Everyone tells you to raise a reader. Read to them when they are babies, read them stories every night, model reading behavior. A great, or even good dad, will devote hours in slavish devotion to this idea. Well, here’s one dad who will tell you what the evil publishing scientists and lobbyists won’t: reading isn’t fundamental; it’s fundamentally mental. Teach your child to read and you’re in for fifteen years of hardship and maybe even more. Here’s why:
1. Reading with your kid eats up precious time. “Lost” is on at 8PM where I live. Enough said.
2. Nightly reading isn’t a good habit. It’s an expensive addiction that will only lead to more books and larger books. Books that will bleed a family’s budget dry and consume short-in-supply storage space faster than a collection of restaurant napkins. If they must read, start them early at the public library, which was invented to help the addicted and afflicted.

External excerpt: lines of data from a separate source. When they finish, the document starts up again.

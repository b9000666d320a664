// Copyright (c) 2025 Steve Wagner (ciroque@live.com)
// SPDX-License-Identifier: MIT

//! Message types for cursor lifecycle events.

use std::fmt::{Display, Formatter};

use tracing::Span;

use crate::errors::SequenceError;
use crate::observability::messages::StructuredLog;

/// A cursor faulted: its producer raised an error.
///
/// # Log Level
/// `debug!` - The graph engine owns surfacing the failure to users
pub struct CursorFaulted<'a> {
    pub operator: &'a str,
    pub error: &'a SequenceError,
}

impl Display for CursorFaulted<'_> {
    fn fmt(&self, f: &mut Formatter) -> std::fmt::Result {
        write!(f, "Cursor '{}' faulted: {}", self.operator, self.error)
    }
}

impl StructuredLog for CursorFaulted<'_> {
    fn log(&self) {
        tracing::debug!(
            operator = self.operator,
            error_kind = self.error.as_label(),
            error = %self.error,
            "{}", self
        );
    }

    fn span(&self, name: &str) -> Span {
        tracing::debug_span!(
            "cursor_faulted",
            span_name = name,
            operator = self.operator,
            error_kind = self.error.as_label(),
        )
    }
}

/// A cursor was cancelled, explicitly or by its caller's signal.
///
/// # Log Level
/// `trace!` - High-volume lifecycle detail
pub struct CursorCanceled<'a> {
    pub operator: &'a str,
}

impl Display for CursorCanceled<'_> {
    fn fmt(&self, f: &mut Formatter) -> std::fmt::Result {
        write!(f, "Cursor '{}' canceled", self.operator)
    }
}

impl StructuredLog for CursorCanceled<'_> {
    fn log(&self) {
        tracing::trace!(operator = self.operator, "{}", self);
    }

    fn span(&self, name: &str) -> Span {
        tracing::trace_span!("cursor_canceled", span_name = name, operator = self.operator)
    }
}
// Copyright (c) 2025 Steve Wagner (ciroque@live.com)
// SPDX-License-Identifier: MIT

use std::sync::Arc;

use crate::config::Config;
use crate::engine::{self, BoundedQueue};
use crate::errors::ConfigError;
use crate::observability::messages::runtime::RuntimeAssembled;
use crate::observability::messages::StructuredLog;
use crate::traits::{Element, SequenceRef};

/// Combinator entry points with configured defaults applied.
///
/// The free functions in [`engine`](crate::engine) take every tuning value
/// explicitly. `StreamRuntime` captures them once from a [`Config`] so graph
/// code can build fan-in and fan-out stages without threading capacities around.
///
/// # Examples
///
/// ```
/// use seqflow::config::{Config, StreamRuntime};
/// use seqflow::engine::{from_iter, to_list_async, Context};
///
/// # #[tokio::main]
/// # async fn main() {
/// let runtime = StreamRuntime::from_config(&Config::default()).unwrap();
/// let merged = runtime.merge_n(vec![from_iter(vec![1]), from_iter(vec![2])]);
///
/// let mut items = to_list_async(&merged, &Context::new()).await.unwrap();
/// items.sort();
/// assert_eq!(items, vec![1, 2]);
/// # }
/// ```
#[derive(Debug, Clone)]
pub struct StreamRuntime {
    queue_capacity: usize,
    broadcast_capacity: usize,
    share_read_ahead: usize,
    merge_max_concurrency: Option<usize>,
    merge_capacity: usize,
    window_size: usize,
}

impl StreamRuntime {
    /// Validate `cfg` and build a runtime from it.
    pub fn from_config(cfg: &Config) -> Result<Self, ConfigError> {
        cfg.validate()?;
        let runtime = Self {
            queue_capacity: cfg.queue.capacity,
            broadcast_capacity: cfg.broadcast.capacity,
            share_read_ahead: cfg.share.read_ahead,
            merge_max_concurrency: cfg.merge.max_concurrency,
            merge_capacity: cfg.merge.capacity,
            window_size: cfg.window.size,
        };
        RuntimeAssembled {
            queue_capacity: runtime.queue_capacity,
            broadcast_capacity: runtime.broadcast_capacity,
            share_read_ahead: runtime.share_read_ahead,
            merge_max_concurrency: runtime.merge_max_concurrency,
        }
        .log();
        Ok(runtime)
    }

    pub fn queue<T: Element>(&self) -> Arc<BoundedQueue<T>> {
        BoundedQueue::shared(self.queue_capacity)
    }

    pub fn broadcast<T: Element>(&self, source: SequenceRef<T>, outputs: usize) -> Vec<SequenceRef<T>> {
        engine::broadcast_with(source, outputs, self.broadcast_capacity)
    }

    pub fn share<T: Element>(&self, source: SequenceRef<T>) -> SequenceRef<T> {
        engine::share_with(source, self.share_read_ahead)
    }

    pub fn merge_n<T: Element>(&self, sources: Vec<SequenceRef<T>>) -> SequenceRef<T> {
        self.merge_all(engine::from_iter(sources))
    }

    pub fn merge_all<T: Element>(&self, sources: SequenceRef<SequenceRef<T>>) -> SequenceRef<T> {
        engine::merge_all_with(sources, self.merge_max_concurrency, self.merge_capacity)
    }

    pub fn window<T: Element>(&self, source: SequenceRef<T>) -> SequenceRef<SequenceRef<T>> {
        engine::window(source, self.window_size)
    }
}

#[cfg(test)]
mod tests {
    use super::*;
    use crate::engine::{range, to_list_async, Context};

    #[test]
    fn test_invalid_config_is_refused() {
        let mut cfg = Config::default();
        cfg.window.size = 0;
        assert!(matches!(
            StreamRuntime::from_config(&cfg),
            Err(ConfigError::Invalid { field: "window.size", .. })
        ));
    }

    #[tokio::test]
    async fn test_configured_window_size_applies() {
        let mut cfg = Config::default();
        cfg.window.size = 4;
        let runtime = StreamRuntime::from_config(&cfg).unwrap();

        let ctx = Context::new();
        let windows = to_list_async(&runtime.window(range(0, 10)), &ctx).await.unwrap();
        assert_eq!(windows.len(), 3);
    }

    #[tokio::test]
    async fn test_queue_uses_configured_capacity() {
        let mut cfg = Config::default();
        cfg.queue.capacity = 5;
        let runtime = StreamRuntime::from_config(&cfg).unwrap();
        assert_eq!(runtime.queue::<u8>().capacity(), 5);
    }
}
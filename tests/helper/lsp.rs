//! LSP request/notification test utilities

use std::time::Duration;

use futures::StreamExt;
use serde::de::DeserializeOwned;
use serde_json::Value;
use tokio::sync::mpsc;
use tokio::time::timeout;
use tower::Service;
use tower_lsp::jsonrpc::{Request, Response};
use tower_lsp::lsp_types::*;
use tower_lsp::{ClientSocket, LspService};

/// Create an LSP initialize request
pub fn create_initialize_request(id: i64) -> Request {
    Request::build("initialize")
        .id(id)
        .params(serde_json::to_value(InitializeParams::default()).unwrap())
        .finish()
}

/// Create an LSP initialize request carrying `initializationOptions`
pub fn create_initialize_request_with_options(id: i64, options: Value) -> Request {
    Request::build("initialize")
        .id(id)
        .params(
            serde_json::to_value(InitializeParams {
                initialization_options: Some(options),
                ..Default::default()
            })
            .unwrap(),
        )
        .finish()
}

/// Create an LSP initialized notification
pub fn create_initialized_notification() -> Request {
    Request::build("initialized")
        .params(serde_json::to_value(InitializedParams {}).unwrap())
        .finish()
}

/// Create an LSP didOpen notification
pub fn create_did_open_notification(uri: &str, content: &str) -> Request {
    Request::build("textDocument/didOpen")
        .params(
            serde_json::to_value(DidOpenTextDocumentParams {
                text_document: TextDocumentItem {
                    uri: uri.parse().unwrap(),
                    language_id: "json".to_string(),
                    version: 1,
                    text: content.to_string(),
                },
            })
            .unwrap(),
        )
        .finish()
}

/// Create an LSP didChange notification
pub fn create_did_change_notification(uri: &str, content: &str, version: i32) -> Request {
    Request::build("textDocument/didChange")
        .params(
            serde_json::to_value(DidChangeTextDocumentParams {
                text_document: VersionedTextDocumentIdentifier {
                    uri: uri.parse().unwrap(),
                    version,
                },
                content_changes: vec![TextDocumentContentChangeEvent {
                    range: None,
                    range_length: None,
                    text: content.to_string(),
                }],
            })
            .unwrap(),
        )
        .finish()
}

/// Create an LSP codeLens request
pub fn create_code_lens_request(id: i64, uri: &str) -> Request {
    Request::build("textDocument/codeLens")
        .id(id)
        .params(
            serde_json::to_value(CodeLensParams {
                text_document: TextDocumentIdentifier {
                    uri: uri.parse().unwrap(),
                },
                work_done_progress_params: Default::default(),
                partial_result_params: Default::default(),
            })
            .unwrap(),
        )
        .finish()
}

/// Create an LSP codeLens/resolve request
pub fn create_code_lens_resolve_request(id: i64, lens: &CodeLens) -> Request {
    Request::build("codeLens/resolve")
        .id(id)
        .params(serde_json::to_value(lens).unwrap())
        .finish()
}

/// Create an LSP inlayHint request covering the first `lines` lines
pub fn create_inlay_hint_request(id: i64, uri: &str, lines: u32) -> Request {
    Request::build("textDocument/inlayHint")
        .id(id)
        .params(
            serde_json::to_value(InlayHintParams {
                text_document: TextDocumentIdentifier {
                    uri: uri.parse().unwrap(),
                },
                range: Range {
                    start: Position {
                        line: 0,
                        character: 0,
                    },
                    end: Position {
                        line: lines,
                        character: 0,
                    },
                },
                work_done_progress_params: Default::default(),
            })
            .unwrap(),
        )
        .finish()
}

/// Create a workspace/executeCommand request
pub fn create_execute_command_request(id: i64, command: &str, arguments: Vec<Value>) -> Request {
    Request::build("workspace/executeCommand")
        .id(id)
        .params(
            serde_json::to_value(ExecuteCommandParams {
                command: command.to_string(),
                arguments,
                work_done_progress_params: Default::default(),
            })
            .unwrap(),
        )
        .finish()
}

/// Create a workspace/didChangeConfiguration notification
pub fn create_did_change_configuration_notification(settings: Value) -> Request {
    Request::build("workspace/didChangeConfiguration")
        .params(serde_json::to_value(DidChangeConfigurationParams { settings }).unwrap())
        .finish()
}

/// Send a request and decode its successful result
pub async fn call<S, T>(service: &mut LspService<S>, request: Request) -> T
where
    S: tower_lsp::LanguageServer,
    T: DeserializeOwned,
{
    let response: Response = service
        .call(request)
        .await
        .unwrap()
        .expect("Expected a response");
    let (_, result) = response.into_parts();
    serde_json::from_value(result.expect("Expected a successful response")).unwrap()
}

/// Send a notification
pub async fn notify<S>(service: &mut LspService<S>, notification: Request)
where
    S: tower_lsp::LanguageServer,
{
    let response = service.call(notification).await.unwrap();
    assert!(response.is_none());
}

/// Collect notifications in background and return a receiver
pub fn spawn_notification_collector(mut socket: ClientSocket) -> mpsc::Receiver<Request> {
    let (tx, rx) = mpsc::channel(100);

    tokio::spawn(async move {
        while let Some(notification) = socket.next().await {
            if tx.send(notification).await.is_err() {
                break;
            }
        }
    });

    rx
}

/// Wait for a notification with the specified method name from the receiver
pub async fn wait_for_notification(
    rx: &mut mpsc::Receiver<Request>,
    method: &str,
) -> Option<Request> {
    let timeout_duration = Duration::from_secs(5);

    loop {
        match timeout(timeout_duration, rx.recv()).await {
            Ok(Some(notification)) => {
                if notification.method() == method {
                    return Some(notification);
                }
                // Skip other notifications (like log_message)
            }
            _ => return None,
        }
    }
}
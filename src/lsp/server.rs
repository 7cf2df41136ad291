//! LSP server initialization and lifecycle

use tower_lsp::{LspService, Server};
use tracing::info;
use tracing_appender::non_blocking::WorkerGuard;
use tracing_subscriber::EnvFilter;

use crate::config::{LOG_FILE_NAME, data_dir};
use crate::lsp::backend::Backend;

/// Environment variable holding the tracing filter directives
pub const LOG_ENV: &str = "VERSION_LENS_LOG";

/// Format of the log file
#[derive(Debug, Clone, Copy, Default, PartialEq, Eq, clap::ValueEnum)]
pub enum LogFormat {
    #[default]
    Text,
    Json,
}

/// Send logs to the data-dir log file; stdout belongs to the LSP transport.
///
/// The returned guard flushes pending lines when dropped.
pub fn init_logging(format: LogFormat) -> anyhow::Result<WorkerGuard> {
    let dir = data_dir();
    std::fs::create_dir_all(&dir)?;

    let appender = tracing_appender::rolling::never(&dir, LOG_FILE_NAME);
    let (writer, guard) = tracing_appender::non_blocking(appender);

    let filter = EnvFilter::try_from_env(LOG_ENV).unwrap_or_else(|_| EnvFilter::new("info"));
    let builder = tracing_subscriber::fmt()
        .with_env_filter(filter)
        .with_writer(writer)
        .with_ansi(false);

    match format {
        LogFormat::Text => builder.try_init(),
        LogFormat::Json => builder.json().try_init(),
    }
    .map_err(|e| anyhow::anyhow!("Failed to initialize logging: {}", e))?;

    Ok(guard)
}

pub async fn run_server(log_format: LogFormat) -> anyhow::Result<()> {
    let _guard = init_logging(log_format)?;
    info!("Starting version-lens {}", env!("CARGO_PKG_VERSION"));

    let stdin = tokio::io::stdin();
    let stdout = tokio::io::stdout();

    let (service, socket) = LspService::new(Backend::new);
    Server::new(stdin, stdout, socket).serve(service).await;

    info!("version-lens stopped");
    Ok(())
}
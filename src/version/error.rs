use thiserror::Error;

#[derive(Debug, Error)]
pub enum CacheError {
    #[error("Database error: {0}")]
    Database(#[from] rusqlite::Error),

    #[error("Database connection lock poisoned")]
    LockPoisoned,
}

#[derive(Debug, Error)]
pub enum RegistryError {
    #[error("Network error: {0}")]
    Network(#[from] reqwest::Error),

    #[error("Package not found: {0}")]
    NotFound(String),

    #[error("Invalid response: {0}")]
    InvalidResponse(String),
}
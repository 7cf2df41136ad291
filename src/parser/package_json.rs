//! package.json parser

use regex::Regex;
use tracing::warn;

use crate::parser::traits::{ParseError, Parser};
use crate::parser::types::{DependencyField, DependencyNode, PackageSource, is_package_json};

/// Specifier prefixes that cannot be resolved against the npm registry
const UNSUPPORTED_PREFIXES: [&str; 12] = [
    "git+", "git://", "git@", "http://", "https://", "link:", "workspace:", "portal:", "patch:",
    "gitlab:", "bitbucket:", "gist:",
];

/// Prefixes npm treats as local paths even without `file:`
const PATH_PREFIXES: [&str; 4] = ["./", "../", "/", "~/"];

/// Parser for package.json files
pub struct PackageJsonParser {
    /// GitHub shorthand: `user/repo`, `user/repo#ref`, `github:user/repo`
    github_re: Regex,
}

impl PackageJsonParser {
    pub fn new() -> Self {
        Self {
            github_re: Regex::new(r"^(?:github:)?([A-Za-z0-9][\w.-]*/[\w.-]+?)(?:\.git)?(?:#(.+))?$")
                .unwrap(),
        }
    }
}

impl Default for PackageJsonParser {
    fn default() -> Self {
        Self::new()
    }
}

impl Parser for PackageJsonParser {
    fn can_parse(&self, uri: &str) -> bool {
        is_package_json(uri)
    }

    fn parse(&self, content: &str) -> Result<Vec<DependencyNode>, ParseError> {
        let mut parser = tree_sitter::Parser::new();
        let language = tree_sitter_json::LANGUAGE;
        parser.set_language(&language.into()).map_err(|e| {
            warn!("Failed to set JSON language for tree-sitter: {}", e);
            ParseError::TreeSitter(e.to_string())
        })?;

        let tree = parser.parse(content, None).ok_or_else(|| {
            warn!("Failed to parse JSON content");
            ParseError::ParseFailed("Failed to parse JSON".to_string())
        })?;

        let root = tree.root_node();

        // Half-typed manifests would produce misplaced lenses
        if root.has_error() {
            let position = first_error_position(root);
            return Err(ParseError::InvalidSyntax(format!(
                "syntax error near line {}, column {}",
                position.row + 1,
                position.column + 1
            )));
        }

        let mut results = Vec::new();

        // Find the root object
        if let Some(document) = root.child(0)
            && document.kind() == "object"
        {
            self.extract_dependencies(document, content, &mut results);
        }

        Ok(results)
    }
}

/// Where `version` sits inside the raw specifier, as (bytes skipped, length).
///
/// Aliases (`npm:name@range`) only expose the range. An alias without a range
/// resolves to `latest`, which is not written, so its span is empty.
fn version_span(raw: &str, version: &str) -> (usize, usize) {
    if raw == version {
        return (0, raw.len());
    }

    match raw.strip_suffix(version) {
        Some(prefix) if prefix.ends_with('@') => (prefix.len(), version.len()),
        _ => (raw.len(), 0),
    }
}

/// Locate the first ERROR or MISSING node for reporting
fn first_error_position(node: tree_sitter::Node) -> tree_sitter::Point {
    if node.is_error() || node.is_missing() {
        return node.start_position();
    }

    let mut cursor = node.walk();
    node.children(&mut cursor)
        .find(|child| child.has_error())
        .map(first_error_position)
        .unwrap_or_else(|| node.start_position())
}

impl PackageJsonParser {
    /// Parse npm alias format: npm:package@version or npm:@scope/package@version
    /// Returns (actual_package_name, version)
    fn parse_npm_alias(value: &str) -> Option<(String, String)> {
        let rest = value.strip_prefix("npm:")?;

        // Handle scoped packages: @scope/package@version
        if rest.starts_with('@') {
            // @scope/package@version -> find @ after the first /
            let slash_pos = rest.find('/')?;
            let after_slash = &rest[slash_pos + 1..];

            if let Some(at_pos) = after_slash.find('@') {
                let package_name = &rest[..slash_pos + 1 + at_pos];
                let version = &after_slash[at_pos + 1..];
                Some((package_name.to_string(), version.to_string()))
            } else {
                Some((rest.to_string(), "latest".to_string()))
            }
        } else if let Some(at_pos) = rest.find('@') {
            let package_name = &rest[..at_pos];
            let version = &rest[at_pos + 1..];
            Some((package_name.to_string(), version.to_string()))
        } else {
            Some((rest.to_string(), "latest".to_string()))
        }
    }

    /// Classify a declared specifier by where it resolves from
    fn classify_source(&self, specifier: &str) -> PackageSource {
        if let Some(path) = specifier.strip_prefix("file:") {
            return PackageSource::File {
                path: path.to_string(),
            };
        }

        if PATH_PREFIXES.iter().any(|p| specifier.starts_with(p)) {
            return PackageSource::File {
                path: specifier.to_string(),
            };
        }

        if UNSUPPORTED_PREFIXES.iter().any(|p| specifier.starts_with(p)) {
            return PackageSource::Unsupported;
        }

        if let Some(caps) = self.github_re.captures(specifier) {
            return PackageSource::GitHub {
                repo: caps[1].to_string(),
                reference: caps.get(2).map(|m| m.as_str().to_string()),
            };
        }

        PackageSource::Registry
    }

    /// Extract dependencies from the root object
    fn extract_dependencies(
        &self,
        object_node: tree_sitter::Node,
        content: &str,
        results: &mut Vec<DependencyNode>,
    ) {
        let mut cursor = object_node.walk();

        for child in object_node.children(&mut cursor) {
            if child.kind() != "pair" {
                continue;
            }

            let Some(key_node) = child.child_by_field_name("key") else {
                continue;
            };

            let Ok(field) = self
                .get_string_value(key_node, content)
                .parse::<DependencyField>()
            else {
                continue;
            };

            let Some(value_node) = child.child_by_field_name("value") else {
                continue;
            };

            if value_node.kind() == "object" {
                self.extract_packages_from_object(value_node, field, content, results);
            }
        }
    }

    /// Extract packages from a dependency object (e.g., "dependencies": { ... })
    fn extract_packages_from_object(
        &self,
        object_node: tree_sitter::Node,
        field: DependencyField,
        content: &str,
        results: &mut Vec<DependencyNode>,
    ) {
        let mut cursor = object_node.walk();

        for child in object_node.children(&mut cursor) {
            if child.kind() != "pair" {
                continue;
            }

            let Some(key_node) = child.child_by_field_name("key") else {
                continue;
            };

            let Some(value_node) = child.child_by_field_name("value") else {
                continue;
            };

            if value_node.kind() != "string" {
                continue;
            }

            let key_name = self.get_string_value(key_node, content);
            let raw_version = self.get_string_value(value_node, content);

            let (package_name, version) = Self::parse_npm_alias(&raw_version)
                .unwrap_or_else(|| (key_name.clone(), raw_version.clone()));
            let source = self.classify_source(&version);
            let (skip, len) = version_span(&raw_version, &version);

            let start_point = value_node.start_position();

            // The version starts after the opening quote
            let start_offset = value_node.start_byte() + 1 + skip;
            results.push(DependencyNode {
                key: key_name,
                name: package_name,
                version,
                field,
                source,
                start_offset,
                end_offset: start_offset + len,
                line: start_point.row,
                column: start_point.column + 1 + skip,
            });
        }
    }

    /// Get the string value from a string node (removes quotes)
    fn get_string_value(&self, node: tree_sitter::Node, content: &str) -> String {
        let text = &content[node.byte_range()];
        text.trim()
            .trim_start_matches('"')
            .trim_end_matches('"')
            .to_string()
    }
}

3. Teach a child to read and you lose them forever. If I have to say, “Put that book down and watch this football game with me,” one more time, I will scream. Books interfere with things you could be doing together. Don’t get me started on how hard it is to clean off books soaked in mashed potatoes when read at dinner time.
4. Book-reading kids are sassy know-it-alls. At ten, my child should know exactly ZERO more than I do. It does no one any good if she can name the capitol of California, when I know it’s Los Angeles. Book reading children extract every advantage they can get and will trick you out of ice cream cones and cookies if you bet with them.
5. Book readers don’t listen and they hide behind the immersion in a book to avoid household chores like cleaning the furnace or hosing down the cats. “Let them read,” is society’s way of giving up on the problem and allowing book-reading to expand unchecked.
6. Book reading leads to writing. Writing can lead to poetry, short stories, and even fiction. These are not healthy pursuits for young bodies and minds.
7. Reading leads to higher education. It has been proven that higher education leads to penury. And if not penury, a career waiting tables “while waiting for that big break.” Education is just a big hole. Not since the 19th century has anyone even hoped they could learn it all and dominate the subject.
So, there you have it: as cogent an argument against reading as I can muster. Let them read if you must, but monitor the practice more carefully than if you saw them reaching for a pack of Salems. This stuff is dangerous, it grows like bamboo, and it lasts a lifetime.